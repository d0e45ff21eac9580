pub mod auth;
pub mod error_handler;
pub mod rate_limit;
pub mod request_id;

pub use auth::{ApiKeyAuth, AuthenticatedUser, API_KEY_HEADER};
pub use error_handler::{json_error_handler, query_error_handler, ErrorHandler};
pub use rate_limit::RateLimiter;
pub use request_id::{RequestId, RequestIdValue};
use chrono::{Datelike, Months, NaiveDate, NaiveDateTime, NaiveTime};

use crate::core::{AppError, Result};

/// Calendar month arithmetic for due dates and monthly reporting windows.
///
/// Month-end policy: the day of month is clamped to the last day of the
/// target month, and every offset is taken from the original date so the
/// clamp never accumulates (Jan 31 + 1 = Feb 29/28, Jan 31 + 2 = Mar 31).
pub struct MonthCalendar;

impl MonthCalendar {
    /// Advance `date` by `months` calendar months
    pub fn add_months(date: NaiveDate, months: u32) -> Result<NaiveDate> {
        date.checked_add_months(Months::new(months))
            .ok_or_else(|| {
                AppError::validation(format!(
                    "Cannot advance {} by {} months: date out of range",
                    date, months
                ))
            })
    }

    /// First day of the month containing `date`
    pub fn start_of_month(date: NaiveDate) -> NaiveDate {
        date.with_day(1).unwrap_or(date)
    }

    /// Last day of the month containing `date`
    pub fn end_of_month(date: NaiveDate) -> NaiveDate {
        let first = Self::start_of_month(date);
        first
            .checked_add_months(Months::new(1))
            .and_then(|next| next.pred_opt())
            .unwrap_or(NaiveDate::MAX)
    }

    /// Inclusive timestamp window covering the whole month containing `date`
    pub fn month_window(date: NaiveDate) -> (NaiveDateTime, NaiveDateTime) {
        let start = Self::start_of_month(date).and_time(NaiveTime::MIN);
        let end = Self::end_of_month(date)
            .and_hms_nano_opt(23, 59, 59, 999_999_999)
            .unwrap_or(NaiveDateTime::MAX);
        (start, end)
    }

    /// Whether two dates fall in the same calendar month
    pub fn same_month(a: NaiveDate, b: NaiveDate) -> bool {
        a.year() == b.year() && a.month() == b.month()
    }
}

-- What this task involves --
Copy all the data. Match it exactly.

-- Task answer --
repository d0e45ff21eac9580
pub mod auth;
pub mod error_handler;
pub mod rate_limit;
pub mod request_id;

pub use auth::{ApiKeyAuth, AuthenticatedUser, API_KEY_HEADER};
pub use error_handler::{json_error_handler, query_error_handler, ErrorHandler};
pub use rate_limit::RateLimiter;
pub use request_id::{RequestId, RequestIdValue};
use chrono::{Datelike, Months, NaiveDate, NaiveDateTime, NaiveTime};

use crate::core::{AppError, Result};

/// Calendar month arithmetic for due dates and monthly reporting windows.
///
/// Month-end policy: the day of month is clamped to the last day of the
/// target month, and every offset is taken from the original date so the
/// clamp never accumulates (Jan 31 + 1 = Feb 29/28, Jan 31 + 2 = Mar 31).
pub struct MonthCalendar;

impl MonthCalendar {
    /// Advance `date` by `months` calendar months
    pub fn add_months(date: NaiveDate, months: u32) -> Result<NaiveDate> {
        date.checked_add_months(Months::new(months))
            .ok_or_else(|| {
                AppError::validation(format!(
                    "Cannot advance {} by {} months: date out of range",
                    date, months
                ))
            })
    }

    /// First day of the month containing `date`
    pub fn start_of_month(date: NaiveDate) -> NaiveDate {
        date.with_day(1).unwrap_or(date)
    }

    /// Last day of the month containing `date`
    pub fn end_of_month(date: NaiveDate) -> NaiveDate {
        let first = Self::start_of_month(date);
        first
            .checked_add_months(Months::new(1))
            .and_then(|next| next.pred_opt())
            .unwrap_or(NaiveDate::MAX)
    }

    /// Inclusive timestamp window covering the whole month containing `date`
    pub fn month_window(date: NaiveDate) -> (NaiveDateTime, NaiveDateTime) {
        let start = Self::start_of_month(date).and_time(NaiveTime::MIN);
        let end = Self::end_of_month(date)
            .and_hms_nano_opt(23, 59, 59, 999_999_999)
            .unwrap_or(NaiveDateTime::MAX);
        (start, end)
    }

    /// Whether two dates fall in the same calendar month
    pub fn same_month(a: NaiveDate, b: NaiveDate) -> bool {
        a.year() == b.year() && a.month() == b.month()
    }
}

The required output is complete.